The filamentary material may further comprise sheet or slab, and in a simple form may be described as a plane having some thickness, in the same way as did the series of snaked wire loops. These planes may be disposed within the reactor in much the same way as were those of the wire loops as described above. For example, the planes may comprise long sheets, straight or curved and be disposed as illustrated diagrammatically in FIGS. 189 to 194. Such sheets may further have a form of simple alternate wave as shown in diagrammatic cross-section in FIG. 200, or a more complex waved or dimpled form as in FIG. 201. Alternatively, the sheet may have a sharply curved or crooked cross-section, as in FIG. 202, to present a greater frontal area to gas flow 114. The sheet may further be in the form of holed fins or vanes as in cross-sectional FIG. 203, preferably having a thicker, more rounded section toward the side facing the gas flow 114. The holes in the sheet may have pressed projecting lip or lips, as shown in FIGS. 204 and 205, or the holes may comprise apertures formed by punching, pressing and/or tearing, without significant removal of material, as shown for instance in cross-sectional view in FIGS. 206 and 207. FIG. 208, showing a part elevation of such a sheet, illustrates diagrammatically examples of forms of holes or pressed/torn apertures. Again, preferably sharp edges are removed after forming by blasting or other means. The sheet or slab may be formed into three dimensional interlocking or intermeshing forms, as shown by way of example in sectional elevation FIG. 209, where 130 describes a series of interlocking rings and 131 a series of interlocking hexagons. FIG. 210 is a diagrammatic cross-section showing by way of example a pattern of interlocking here using conical rings 132. FIG. 211 similarly shows interlocking means, but here the overall form is curved rather than linear. FIG. 212 shows in diagrammatic cross-section how individual sheets 133 interlock to make up a three dimensional form, while FIG. 213 similarly shows the employment to this end of curved sheets 134.
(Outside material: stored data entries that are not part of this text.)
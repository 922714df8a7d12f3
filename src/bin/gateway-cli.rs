use std::path::PathBuf;

use clap::{Parser, Subcommand};
use futures_util::StreamExt;
use reqwest::header::{HeaderMap, HeaderValue, AUTHORIZATION};
use serde_json::{json, Value};
use tokio::io::AsyncWriteExt;

#[derive(Parser)]
#[command(name = "gateway-cli")]
#[command(about = "Client CLI for the Relay Gateway", long_about = None)]
struct Cli {
    #[arg(short, long, default_value = "http://localhost:8443")]
    url: String,

    /// Bearer token for protected routes
    #[arg(short, long, env = "GATEWAY_AUTH_TOKEN", default_value = "CHANGE_ME_IN_PRODUCTION")]
    token: String,

    #[command(subcommand)]
    command: Commands,
}

#[derive(Subcommand)]
enum Commands {
    /// Fetch robots.txt (no token required)
    Robots,
    /// Scrape an article's author and comments
    Scrape {
        /// Article URL
        url: String,
    },
    /// Relay a request body to the upstream model and stream the reply
    Proxy {
        #[arg(long)]
        model: String,
        /// Upstream API key
        #[arg(long)]
        key: String,
        /// JSON file forwarded as the upstream body
        #[arg(long)]
        body: PathBuf,
    },
    /// Synthesize speech into an audio file
    Tts {
        #[arg(long)]
        text: String,
        #[arg(long)]
        speaker: String,
        #[arg(long, default_value_t = 1.0)]
        speed: f32,
        /// Treat the text as a phoneme sequence
        #[arg(long)]
        phoneme: bool,
        #[arg(long)]
        out: PathBuf,
    },
}

#[tokio::main]
async fn main() -> Result<(), Box<dyn std::error::Error>> {
    let cli = Cli::parse();
    let client = reqwest::Client::new();
    let base = cli.url.trim_end_matches('/');

    let mut headers = HeaderMap::new();
    headers.insert(
        AUTHORIZATION,
        HeaderValue::from_str(&format!("Bearer {}", cli.token))?,
    );

    match cli.command {
        Commands::Robots => {
            let res = client.get(format!("{}/robots.txt", base)).send().await?;
            if check_status(&res) {
                println!("{}", res.text().await?);
            } else {
                print_error(res).await;
            }
        }
        Commands::Scrape { url } => {
            let res = client
                .post(format!("{}/api/scrape", base))
                .headers(headers)
                .json(&json!({ "url": url }))
                .send()
                .await?;
            print_response(res).await?;
        }
        Commands::Proxy { model, key, body } => {
            let body: Value = serde_json::from_str(&tokio::fs::read_to_string(&body).await?)?;
            let res = client
                .post(format!("{}/gemini-proxy", base))
                .headers(headers)
                .json(&json!({ "upstream_api_key": key, "model": model, "body": body }))
                .send()
                .await?;

            if !check_status(&res) {
                print_error(res).await;
                return Ok(());
            }

            let mut stdout = tokio::io::stdout();
            let mut stream = res.bytes_stream();
            while let Some(chunk) = stream.next().await {
                stdout.write_all(&chunk?).await?;
                stdout.flush().await?;
            }
            stdout.write_all(b"\n").await?;
        }
        Commands::Tts {
            text,
            speaker,
            speed,
            phoneme,
            out,
        } => {
            let res = client
                .post(format!("{}/tts", base))
                .headers(headers)
                .json(&json!({
                    "text": text,
                    "speaker": speaker,
                    "speed": speed,
                    "is_phoneme": phoneme,
                }))
                .send()
                .await?;

            if !check_status(&res) {
                print_error(res).await;
                return Ok(());
            }

            let audio = res.bytes().await?;
            tokio::fs::write(&out, &audio).await?;
            println!("Wrote {} bytes to {}", audio.len(), out.display());
        }
    }

    Ok(())
}

fn check_status(res: &reqwest::Response) -> bool {
    res.status().is_success()
}

async fn print_error(res: reqwest::Response) {
    eprintln!("Error: gateway returned status {}", res.status());
    if let Ok(text) = res.text().await {
        eprintln!("Response: {}", text);
    }
}

async fn print_response(res: reqwest::Response) -> Result<(), Box<dyn std::error::Error>> {
    if !check_status(&res) {
        print_error(res).await;
        return Ok(());
    }

    let json: Value = res.json().await?;
    println!("{}", serde_json::to_string_pretty(&json)?);
    Ok(())
}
The filamentary material may be fitted to the housing in a number of ways. Both sheet or slab 139 and wire 136, whether part of looped or spiral forms, or as in FIG. 184, wires 135 acting as structure supports, may lodge in recesses 137 in the housing 138 as in detail section FIG. 214, or may be gripped by protrusions 140 as shown in detail section FIG. 215 and plan FIG. 216. Compressible material 141 may be interposed between filamentary matter and housing to prevent attrition through vibration. Alternatively, sectional plan FIG. 217 and elevation FIG. 218 shows how sheet 139 may be connected by linking members 142 which in turn affix to housing 138 along the lines illustrated in FIGS. 214 and 215. However, if the sheet is of suitable material such as ceramic, it may be incorporated into the housing during the manufacturing process of the latter. By way of example, sectional plan FIG. 219 and elevation FIG. 220 show how slab 139 having appropriate, preferably holed, linking members 142 is integrated with housing 138, by means of the shrinking during formation of the housing in still malleable form upon the pre-formed prior-positioned interlinked slab assembly. Such a technique is considered especially viable where both filamentary material and housing are to be formed of ceramic.
The filamentary material may further be in the form of pellets, preferably in spherical form, or occupying a theoretically spherical form. Pellets are known in the art, comprising small regularly surfaced globes. In alternative embodiments the pellets may be of irregular semi-ovaloid form as in FIG. 221, or of roughly kidney or bean-like configuration as in FIG. 222. However, it is preferred, so that most advantageous ratio of surface area to mass may be obtained, that the pellet comprises a form consisting of a series of projections and depressions, this form most conveniently having an overall spherical aspect, and configured so that preferably the projection of one pellet may not too easily fit into the depression of another pellet. If such interfitment is kept to minimum, it will ensure that the pellets are not tightly against one another, and so ensure a proper easy gas flow about and between the pellets. FIG. 223 shows in sectional elevation by way of example such a form, having four equally spaced projections 390 radiating from a central core of roughly mushroom or bulb-like configuration. (Forms similar to this are used in concrete blocks for breakwater construction.) The same principles might be applied to a pellet having a greater number of projections as shown diagrammatically in FIG. 224, or having a multiplicity of projecting vanes, preferably disposed at angles to one another to better space adjacent pellets from one another, as shown in FIG. 225. In FIG. 226, the pellet may consist in a sphere having substantial snake-like depressions of rounded cross-section disposed in its surface. An embodiment similar to that of FIG. 223 is shown in FIG. 227 where the projections 391 are of more pronounced mushroom-like shape. Such pellet-like material will assume its most possibly compacted form under vibration, rather than when being fitted. To ensure that the pellets remain, after initial settlement, in a basically constant physical relationship to each other (rather than excessively move about and so wear more rapidly) the pellets are best subjected to some continuous pressure. This can, for example, be achieved by mounting pellets between filamentary material of wool and/or wire configuration. For example in cross-section FIG. 228, a housing 392 encloses pellets 393 adjacent to wool 394, in turn adjacent to wire 395.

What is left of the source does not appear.